There are plenty of reasons to make the switch to an electric vehicle that complements your lifestyle. We're here to help you find your motivation.

What are EVs?

Conventional electric vehicles (EVs) include battery electric vehicles (BEVs) and fuel cell electric vehicles (FCEVs). These two types of EVs do not emit harmful tailpipe emissions. State regulations in California and in some of the Section 177 states including Connecticut, define EVs to also include plug-in hybrid electric vehicles (PHEVs) because they emit no harmful tailpipe emissions when driving in electric only mode. As such, PHEVs are sometimes called "transitional EVs."

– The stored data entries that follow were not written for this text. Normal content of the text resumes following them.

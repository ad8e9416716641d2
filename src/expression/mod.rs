//! Runtime-expression parsing and resolution.
//!
//! Arazzo documents reference runtime data with `$`-prefixed expressions:
//! `$statusCode`, `$inputs.username`, `$steps.loginStep.outputs.token`,
//! `$components.parameters.pageSize`, `$response.body#/pets/0/id`. This
//! module parses them into a typed form and checks the symbolic parts
//! against the document model. It is invoked by the structural validator for
//! every expression-valued field, and exposed directly for on-demand checks
//! (hover, completion) outside the rebuild cycle.
//!
//! Severity policy: malformed syntax and unknown well-known segments are
//! hard errors; names that may legitimately exist outside the document (an
//! undeclared step output, an input not listed in a partial schema) are
//! warnings.

#[cfg(test)]
mod tests;

use serde::Serialize;
use thiserror::Error;

use crate::diagnostics::{Diagnostic, DiagnosticCode};
use crate::document::Range;
use crate::model::{DocumentModel, Step, Workflow};

/// Recognized expression prefixes.
#[derive(Debug, Clone, Copy, PartialEq, Eq, Serialize)]
#[serde(rename_all = "camelCase")]
pub enum ExpressionPrefix {
    Url,
    Method,
    StatusCode,
    Request,
    Response,
    Inputs,
    Steps,
    Components,
}

impl ExpressionPrefix {
    fn parse(token: &str) -> Option<Self> {
        match token {
            "url" => Some(ExpressionPrefix::Url),
            "method" => Some(ExpressionPrefix::Method),
            "statusCode" => Some(ExpressionPrefix::StatusCode),
            "request" => Some(ExpressionPrefix::Request),
            "response" => Some(ExpressionPrefix::Response),
            "inputs" => Some(ExpressionPrefix::Inputs),
            "steps" => Some(ExpressionPrefix::Steps),
            "components" => Some(ExpressionPrefix::Components),
            _ => None,
        }
    }

    pub fn as_str(&self) -> &'static str {
        match self {
            ExpressionPrefix::Url => "url",
            ExpressionPrefix::Method => "method",
            ExpressionPrefix::StatusCode => "statusCode",
            ExpressionPrefix::Request => "request",
            ExpressionPrefix::Response => "response",
            ExpressionPrefix::Inputs => "inputs",
            ExpressionPrefix::Steps => "steps",
            ExpressionPrefix::Components => "components",
        }
    }
}

/// Parsed form of a runtime expression.
#[derive(Debug, Clone, PartialEq, Serialize)]
pub struct Expression {
    pub prefix: ExpressionPrefix,
    /// Dotted segments after the prefix
    pub segments: Vec<String>,
    /// JSON-pointer tail after `#`, e.g. `/pets/0/id`
    pub pointer: Option<String>,
    pub raw: String,
}

/// Classification returned alongside resolution results.
#[derive(Debug, Clone, Copy, PartialEq, Eq, Serialize)]
#[serde(rename_all = "camelCase")]
pub enum ExpressionKind {
    Url,
    Method,
    StatusCode,
    Request,
    Response,
    Inputs,
    StepOutput,
    Components,
    Invalid,
}

impl From<ExpressionPrefix> for ExpressionKind {
    fn from(prefix: ExpressionPrefix) -> Self {
        match prefix {
            ExpressionPrefix::Url => ExpressionKind::Url,
            ExpressionPrefix::Method => ExpressionKind::Method,
            ExpressionPrefix::StatusCode => ExpressionKind::StatusCode,
            ExpressionPrefix::Request => ExpressionKind::Request,
            ExpressionPrefix::Response => ExpressionKind::Response,
            ExpressionPrefix::Inputs => ExpressionKind::Inputs,
            ExpressionPrefix::Steps => ExpressionKind::StepOutput,
            ExpressionPrefix::Components => ExpressionKind::Components,
        }
    }
}

/// Syntax error in a runtime expression.
#[derive(Debug, Clone, PartialEq, Eq, Error)]
pub enum ExpressionSyntaxError {
    #[error("runtime expressions start with `$`")]
    MissingDollar,
    #[error("expression has no prefix")]
    Empty,
    #[error("unknown prefix `{0}`")]
    UnknownPrefix(String),
    #[error("empty segment")]
    EmptySegment,
}

/// Parse a runtime-expression string.
pub fn parse(raw: &str) -> Result<Expression, ExpressionSyntaxError> {
    let Some(body) = raw.strip_prefix('$') else {
        return Err(ExpressionSyntaxError::MissingDollar);
    };
    if body.is_empty() {
        return Err(ExpressionSyntaxError::Empty);
    }

    let (body, pointer) = match body.split_once('#') {
        Some((head, tail)) => (head, Some(tail.to_string())),
        None => (body, None),
    };

    let mut parts = body.split('.');
    let prefix_token = parts.next().unwrap_or("");
    let prefix = ExpressionPrefix::parse(prefix_token)
        .ok_or_else(|| ExpressionSyntaxError::UnknownPrefix(prefix_token.to_string()))?;

    let segments: Vec<String> = parts.map(str::to_string).collect();
    if segments.iter().any(String::is_empty) {
        return Err(ExpressionSyntaxError::EmptySegment);
    }

    Ok(Expression {
        prefix,
        segments,
        pointer,
        raw: raw.to_string(),
    })
}

/// Scope an expression is resolved in.
#[derive(Debug, Clone, Copy)]
pub struct ResolutionContext<'a> {
    pub model: &'a DocumentModel,
    pub workflow: Option<&'a Workflow>,
    pub step: Option<&'a Step>,
}

impl<'a> ResolutionContext<'a> {
    pub fn new(model: &'a DocumentModel) -> Self {
        Self {
            model,
            workflow: None,
            step: None,
        }
    }

    pub fn in_workflow(model: &'a DocumentModel, workflow: &'a Workflow) -> Self {
        Self {
            model,
            workflow: Some(workflow),
            step: None,
        }
    }

    pub fn in_step(model: &'a DocumentModel, workflow: &'a Workflow, step: &'a Step) -> Self {
        Self {
            model,
            workflow: Some(workflow),
            step: Some(step),
        }
    }
}

/// Result of resolving one expression.
#[derive(Debug, Clone)]
pub struct Resolution {
    /// False when any error-severity diagnostic was produced
    pub valid: bool,
    pub kind: ExpressionKind,
    pub diagnostics: Vec<Diagnostic>,
}

impl Resolution {
    fn finish(kind: ExpressionKind, diagnostics: Vec<Diagnostic>) -> Self {
        Self {
            valid: !diagnostics.iter().any(Diagnostic::is_error),
            kind,
            diagnostics,
        }
    }
}

/// Resolve an expression string against the model.
///
/// `range` anchors any diagnostics; callers pass the range of the field the
/// expression was read from.
pub fn resolve(raw: &str, range: Range, ctx: &ResolutionContext) -> Resolution {
    let expr = match parse(raw) {
        Ok(expr) => expr,
        Err(err) => {
            return Resolution {
                valid: false,
                kind: ExpressionKind::Invalid,
                diagnostics: vec![Diagnostic::error(
                    DiagnosticCode::ExpressionError,
                    range,
                    format!("Invalid runtime expression `{raw}`: {err}"),
                )],
            };
        }
    };

    let kind = ExpressionKind::from(expr.prefix);
    let mut diagnostics = Vec::new();

    match expr.prefix {
        ExpressionPrefix::Url | ExpressionPrefix::Method | ExpressionPrefix::StatusCode => {
            if !expr.segments.is_empty() || expr.pointer.is_some() {
                diagnostics.push(Diagnostic::error(
                    DiagnosticCode::ExpressionError,
                    range,
                    format!("`${}` does not take a path", expr.prefix.as_str()),
                ));
            }
        }

        ExpressionPrefix::Request | ExpressionPrefix::Response => {
            if let Some(first) = expr.segments.first() {
                const SOURCES: [&str; 4] = ["header", "query", "path", "body"];
                if !SOURCES.contains(&first.as_str()) {
                    diagnostics.push(Diagnostic::error(
                        DiagnosticCode::ExpressionError,
                        range,
                        format!(
                            "`${}` is followed by one of header/query/path/body, not `{first}`",
                            expr.prefix.as_str()
                        ),
                    ));
                }
            }
        }

        ExpressionPrefix::Inputs => resolve_inputs(&expr, range, ctx, &mut diagnostics),
        ExpressionPrefix::Steps => resolve_steps(&expr, range, ctx, &mut diagnostics),
        ExpressionPrefix::Components => resolve_components(&expr, range, ctx, &mut diagnostics),
    }

    Resolution::finish(kind, diagnostics)
}

fn resolve_inputs(
    expr: &Expression,
    range: Range,
    ctx: &ResolutionContext,
    diagnostics: &mut Vec<Diagnostic>,
) {
    let Some(name) = expr.segments.first() else {
        diagnostics.push(Diagnostic::error(
            DiagnosticCode::ExpressionError,
            range,
            "`$inputs` expects an input name, e.g. `$inputs.username`",
        ));
        return;
    };

    // Soft check only: the inputs schema may be partial, so an undeclared
    // name is a warning, and no schema at all checks nothing.
    if let Some(workflow) = ctx.workflow {
        let declared = workflow.declared_input_names();
        if !declared.is_empty() && !declared.contains(&name.as_str()) {
            diagnostics.push(Diagnostic::warning(
                DiagnosticCode::ExpressionError,
                range,
                format!("Input `{name}` is not declared in the workflow's inputs schema"),
            ));
        }
    }
}

fn resolve_steps(
    expr: &Expression,
    range: Range,
    ctx: &ResolutionContext,
    diagnostics: &mut Vec<Diagnostic>,
) {
    let Some(step_id) = expr.segments.first() else {
        diagnostics.push(Diagnostic::error(
            DiagnosticCode::ExpressionError,
            range,
            "`$steps` expects a step id, e.g. `$steps.loginStep.outputs.token`",
        ));
        return;
    };

    // Without a workflow scope (on-demand resolution) membership can't be
    // checked; syntax alone decides.
    let Some(workflow) = ctx.workflow else {
        return;
    };

    let step = workflow.step(step_id).or_else(|| {
        // Step outputs of dependency workflows are in scope via dependsOn.
        workflow.depends_on.iter().find_map(|dep| {
            ctx.model
                .workflow(&dep.node)
                .and_then(|dep_wf| dep_wf.step(step_id))
        })
    });

    let Some(step) = step else {
        diagnostics.push(Diagnostic::error(
            DiagnosticCode::ExpressionError,
            range,
            format!("Expression references unknown step `{step_id}`"),
        ));
        return;
    };

    match expr.segments.get(1).map(String::as_str) {
        None | Some("outputs") => {}
        Some(other) => {
            diagnostics.push(Diagnostic::warning(
                DiagnosticCode::ExpressionError,
                range,
                format!("Expected `outputs` after the step id, found `{other}`"),
            ));
            return;
        }
    }

    if let Some(output_name) = expr.segments.get(2) {
        // Soft check: the output may reference a response field the step
        // never declared locally.
        if !step.declares_output(output_name) {
            diagnostics.push(Diagnostic::warning(
                DiagnosticCode::ExpressionError,
                range,
                format!("Step `{step_id}` does not declare an output named `{output_name}`"),
            ));
        }
    }
}

fn resolve_components(
    expr: &Expression,
    range: Range,
    ctx: &ResolutionContext,
    diagnostics: &mut Vec<Diagnostic>,
) {
    const CATEGORIES: [&str; 4] = ["parameters", "successActions", "failureActions", "inputs"];

    let (Some(category), Some(name)) = (expr.segments.first(), expr.segments.get(1)) else {
        diagnostics.push(Diagnostic::error(
            DiagnosticCode::ExpressionError,
            range,
            "`$components` expects a category and a name, e.g. `$components.parameters.pageSize`",
        ));
        return;
    };

    if !CATEGORIES.contains(&category.as_str()) {
        diagnostics.push(Diagnostic::error(
            DiagnosticCode::ExpressionError,
            range,
            format!(
                "Unknown components category `{category}`; expected one of parameters, successActions, failureActions, inputs"
            ),
        ));
        return;
    }

    let defined = ctx
        .model
        .components
        .as_ref()
        .is_some_and(|c| c.contains(category, name));
    if !defined {
        diagnostics.push(Diagnostic::error(
            DiagnosticCode::ReferenceError,
            range,
            format!("`{name}` is not defined in `components.{category}`"),
        ));
    }
}

/// Characters that can appear inside an expression token.
fn is_expression_char(c: char) -> bool {
    c.is_alphanumeric() || matches!(c, '.' | '_' | '-' | '#' | '/')
}

/// Extract embedded expressions from free-form text.
///
/// Simple-type criterion conditions mix expressions with operators
/// (`$statusCode == 200`); this scans out each `$token` with its byte offset
/// within the text so they can be resolved individually.
pub fn extract(text: &str) -> Vec<(String, usize)> {
    let mut found = Vec::new();
    let mut chars = text.char_indices().peekable();

    while let Some((start, c)) = chars.next() {
        if c != '$' {
            continue;
        }
        let mut end = start + c.len_utf8();
        while let Some((i, c)) = chars.peek().copied() {
            if !is_expression_char(c) {
                break;
            }
            end = i + c.len_utf8();
            chars.next();
        }
        let token = text[start..end].trim_end_matches('.');
        if token.len() > 1 {
            found.push((token.to_string(), start));
        }
    }
    found
}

  • Battery electric vehicles (BEVs): A battery electric vehicle, commonly referred to as an EV, is a car that is 100% powered by an electric motor. There is no gasoline required, and owners “fuel up” by plugging in overnight at home or to an expanding network of charging stations. Like a cellphone, the battery stores the charge to power the car when it is running. With a variety of battery electric vehicles on the market, you can choose one that drives anywhere from 100 to 400 miles on a full charge. “Refueling” times can vary – typically, 30 minutes for fast charging and 4 to 6 hours with Level 2, depending on the size and current depletion of the battery.
  • Plug-in hybrid electric vehicles (PHEVs): A PHEV is a vehicle that is powered by a combination of an electric motor and a gasoline engine. Like a battery electric vehicle, the vehicle can be plugged in to charge and will run on the battery for some or all your drive – from 15 to 50 miles. Unlike a battery electric vehicle, once the battery charge is depleted, the gasoline kicks in and the vehicle runs like a fuel-efficient gas-powered hybrid car to extend the range of the vehicle. This makes the combined range from electricity and gasoline, 350-600 miles, comparable to a gas-powered car. Recharging the battery is completed easily overnight using either Level 1 (120V) or Level 2 (240V) charging.
  • Fuel cell electric vehicles (FCEVs): A fuel cell electric vehicle is powered by an electric drive motor and uses a fuel cell to convert hydrogen into electricity. Like a gas-powered car, they can be refueled in 3-5 minutes, but at a hydrogen dispenser instead of a gas pump. Driving range is comparable to gas cars, about 300-350 miles on each tank of hydrogen. Hydrogen fueling stations, however, are not yet widely available outside of California. FCEVs will be introduced in select northeast states once hydrogen refueling stations are built. Visit the Connecticut Hydrogen-Fuel Cell Coalition's website for more information about FCEVs.

Why choose an EV?

EVs offer convenience, affordability, environmental benefits, and more! 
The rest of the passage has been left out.